— TO DO —
Output all the data below verbatim.

[Saved entries]

------------------------------------------------------------

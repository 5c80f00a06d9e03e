//! # Purchase Intent
//!
//! The client-side description of what a user wants to buy and where to ship
//! it, built fresh for every checkout attempt and never persisted.

use crate::order::ShippingInfo;
use serde::{Deserialize, Serialize, Serializer};

/// What a purchase line points at
#[derive(Debug, Clone, Copy, PartialEq, Eq)]
pub enum ProductRef {
    /// An existing line in the server-side cart
    CartLine(u64),
    /// A catalog product bought directly
    Product(u64),
}

/// One line of a purchase intent
#[derive(Debug, Clone, Copy, PartialEq, Eq)]
pub struct IntentItem {
    pub product: ProductRef,
    /// `None` for cart lines, whose quantity lives on the server-side line
    pub quantity: Option<u32>,
}

/// The two shapes the checkout endpoints accept
#[derive(Debug, Clone, PartialEq, Eq)]
enum Lines {
    Cart(Vec<u64>),
    Direct { product_id: u64, quantity: u32 },
}

/// Items plus shipping details posted to a checkout endpoint.
///
/// Either a set of cart lines or exactly one directly bought product; the
/// constructors are the only way to build one, so every intent maps onto
/// the backend payload without loss.
#[derive(Debug, Clone, PartialEq, Eq)]
pub struct PurchaseIntent {
    lines: Lines,
    shipping: ShippingInfo,
}

impl PurchaseIntent {
    /// Check out selected cart lines
    pub fn from_cart(cart_ids: impl IntoIterator<Item = u64>, shipping: ShippingInfo) -> Self {
        Self {
            lines: Lines::Cart(cart_ids.into_iter().collect()),
            shipping,
        }
    }

    /// Buy a single product without going through the cart
    pub fn direct(product_id: u64, quantity: u32, shipping: ShippingInfo) -> Self {
        Self {
            lines: Lines::Direct {
                product_id,
                quantity,
            },
            shipping,
        }
    }

    /// Caller-side precondition for checkout: at least one item, positive
    /// quantity and complete shipping fields.
    pub fn is_ready(&self) -> bool {
        let has_items = match self.lines {
            Lines::Cart(ref ids) => !ids.is_empty(),
            Lines::Direct { quantity, .. } => quantity > 0,
        };
        has_items && self.shipping.is_complete()
    }

    pub fn items(&self) -> Vec<IntentItem> {
        match self.lines {
            Lines::Cart(ref ids) => ids
                .iter()
                .map(|&id| IntentItem {
                    product: ProductRef::CartLine(id),
                    quantity: None,
                })
                .collect(),
            Lines::Direct {
                product_id,
                quantity,
            } => vec![IntentItem {
                product: ProductRef::Product(product_id),
                quantity: Some(quantity),
            }],
        }
    }

    pub fn shipping(&self) -> &ShippingInfo {
        &self.shipping
    }

    /// Cart line IDs; empty for a direct purchase
    pub fn cart_ids(&self) -> &[u64] {
        match self.lines {
            Lines::Cart(ref ids) => ids,
            Lines::Direct { .. } => &[],
        }
    }
}

#[derive(Serialize)]
#[serde(untagged)]
enum IntentPayload<'a> {
    Cart {
        cart_ids: &'a [u64],
        shipping_info: &'a ShippingInfo,
    },
    Direct {
        product_id: u64,
        quantity: u32,
        shipping_info: &'a ShippingInfo,
    },
}

impl Serialize for PurchaseIntent {
    fn serialize<S: Serializer>(&self, serializer: S) -> Result<S::Ok, S::Error> {
        let payload = match self.lines {
            Lines::Cart(ref ids) => IntentPayload::Cart {
                cart_ids: ids,
                shipping_info: &self.shipping,
            },
            Lines::Direct {
                product_id,
                quantity,
            } => IntentPayload::Direct {
                product_id,
                quantity,
                shipping_info: &self.shipping,
            },
        };
        payload.serialize(serializer)
    }
}

/// Backend endpoint that turns a purchase intent into a payment session
#[derive(Debug, Clone, PartialEq, Eq)]
pub enum CheckoutEndpoint {
    /// `/payments/cart_checkout/`
    Cart,
    /// `/payments/direct_checkout/`
    Direct,
    /// Any other path
    Custom(String),
}

impl CheckoutEndpoint {
    pub fn path(&self) -> &str {
        match self {
            CheckoutEndpoint::Cart => "/payments/cart_checkout/",
            CheckoutEndpoint::Direct => "/payments/direct_checkout/",
            CheckoutEndpoint::Custom(path) => path,
        }
    }
}

/// Opaque payment-session reference returned by the checkout endpoint
#[derive(Debug, Clone, PartialEq, Eq, Serialize, Deserialize)]
pub struct PaymentSession {
    /// Provider session ID
    pub id: String,
}

impl PaymentSession {
    pub fn new(id: impl Into<String>) -> Self {
        Self { id: id.into() }
    }
}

------------------------------------------------------------

— OUTPUT OF THE TASK —
repository 5c80f00a06d9e03e
//! # Purchase Intent
//!
//! The client-side description of what a user wants to buy and where to ship
//! it, built fresh for every checkout attempt and never persisted.

use crate::order::ShippingInfo;
use serde::{Deserialize, Serialize, Serializer};

/// What a purchase line points at
#[derive(Debug, Clone, Copy, PartialEq, Eq)]
pub enum ProductRef {
    /// An existing line in the server-side cart
    CartLine(u64),
    /// A catalog product bought directly
    Product(u64),
}

/// One line of a purchase intent
#[derive(Debug, Clone, Copy, PartialEq, Eq)]
pub struct IntentItem {
    pub product: ProductRef,
    /// `None` for cart lines, whose quantity lives on the server-side line
    pub quantity: Option<u32>,
}

/// The two shapes the checkout endpoints accept
#[derive(Debug, Clone, PartialEq, Eq)]
enum Lines {
    Cart(Vec<u64>),
    Direct { product_id: u64, quantity: u32 },
}

/// Items plus shipping details posted to a checkout endpoint.
///
/// Either a set of cart lines or exactly one directly bought product; the
/// constructors are the only way to build one, so every intent maps onto
/// the backend payload without loss.
#[derive(Debug, Clone, PartialEq, Eq)]
pub struct PurchaseIntent {
    lines: Lines,
    shipping: ShippingInfo,
}

impl PurchaseIntent {
    /// Check out selected cart lines
    pub fn from_cart(cart_ids: impl IntoIterator<Item = u64>, shipping: ShippingInfo) -> Self {
        Self {
            lines: Lines::Cart(cart_ids.into_iter().collect()),
            shipping,
        }
    }

    /// Buy a single product without going through the cart
    pub fn direct(product_id: u64, quantity: u32, shipping: ShippingInfo) -> Self {
        Self {
            lines: Lines::Direct {
                product_id,
                quantity,
            },
            shipping,
        }
    }

    /// Caller-side precondition for checkout: at least one item, positive
    /// quantity and complete shipping fields.
    pub fn is_ready(&self) -> bool {
        let has_items = match self.lines {
            Lines::Cart(ref ids) => !ids.is_empty(),
            Lines::Direct { quantity, .. } => quantity > 0,
        };
        has_items && self.shipping.is_complete()
    }

    pub fn items(&self) -> Vec<IntentItem> {
        match self.lines {
            Lines::Cart(ref ids) => ids
                .iter()
                .map(|&id| IntentItem {
                    product: ProductRef::CartLine(id),
                    quantity: None,
                })
                .collect(),
            Lines::Direct {
                product_id,
                quantity,
            } => vec![IntentItem {
                product: ProductRef::Product(product_id),
                quantity: Some(quantity),
            }],
        }
    }

    pub fn shipping(&self) -> &ShippingInfo {
        &self.shipping
    }

    /// Cart line IDs; empty for a direct purchase
    pub fn cart_ids(&self) -> &[u64] {
        match self.lines {
            Lines::Cart(ref ids) => ids,
            Lines::Direct { .. } => &[],
        }
    }
}

#[derive(Serialize)]
#[serde(untagged)]
enum IntentPayload<'a> {
    Cart {
        cart_ids: &'a [u64],
        shipping_info: &'a ShippingInfo,
    },
    Direct {
        product_id: u64,
        quantity: u32,
        shipping_info: &'a ShippingInfo,
    },
}

impl Serialize for PurchaseIntent {
    fn serialize<S: Serializer>(&self, serializer: S) -> Result<S::Ok, S::Error> {
        let payload = match self.lines {
            Lines::Cart(ref ids) => IntentPayload::Cart {
                cart_ids: ids,
                shipping_info: &self.shipping,
            },
            Lines::Direct {
                product_id,
                quantity,
            } => IntentPayload::Direct {
                product_id,
                quantity,
                shipping_info: &self.shipping,
            },
        };
        payload.serialize(serializer)
    }
}

/// Backend endpoint that turns a purchase intent into a payment session
#[derive(Debug, Clone, PartialEq, Eq)]
pub enum CheckoutEndpoint {
    /// `/payments/cart_checkout/`
    Cart,
    /// `/payments/direct_checkout/`
    Direct,
    /// Any other path
    Custom(String),
}

impl CheckoutEndpoint {
    pub fn path(&self) -> &str {
        match self {
            CheckoutEndpoint::Cart => "/payments/cart_checkout/",
            CheckoutEndpoint::Direct => "/payments/direct_checkout/",
            CheckoutEndpoint::Custom(path) => path,
        }
    }
}

/// Opaque payment-session reference returned by the checkout endpoint
#[derive(Debug, Clone, PartialEq, Eq, Serialize, Deserialize)]
pub struct PaymentSession {
    /// Provider session ID
    pub id: String,
}

impl PaymentSession {
    pub fn new(id: impl Into<String>) -> Self {
        Self { id: id.into() }
    }
}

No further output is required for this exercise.